Exercise requirements – Here is a listing. Set it down again exactly.

Supplied material –
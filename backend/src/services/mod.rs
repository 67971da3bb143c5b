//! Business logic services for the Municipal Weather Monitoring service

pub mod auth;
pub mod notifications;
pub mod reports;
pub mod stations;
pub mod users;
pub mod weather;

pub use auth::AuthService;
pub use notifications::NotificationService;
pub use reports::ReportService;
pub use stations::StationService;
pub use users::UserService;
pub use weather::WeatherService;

Task result –
filename backend/src/services/mod.rs
repository 67971da3bb143c5b
//! Business logic services for the Municipal Weather Monitoring service

pub mod auth;
pub mod notifications;
pub mod reports;
pub mod stations;
pub mod users;
pub mod weather;

pub use auth::AuthService;
pub use notifications::NotificationService;
pub use reports::ReportService;
pub use stations::StationService;
pub use users::UserService;
pub use weather::WeatherService;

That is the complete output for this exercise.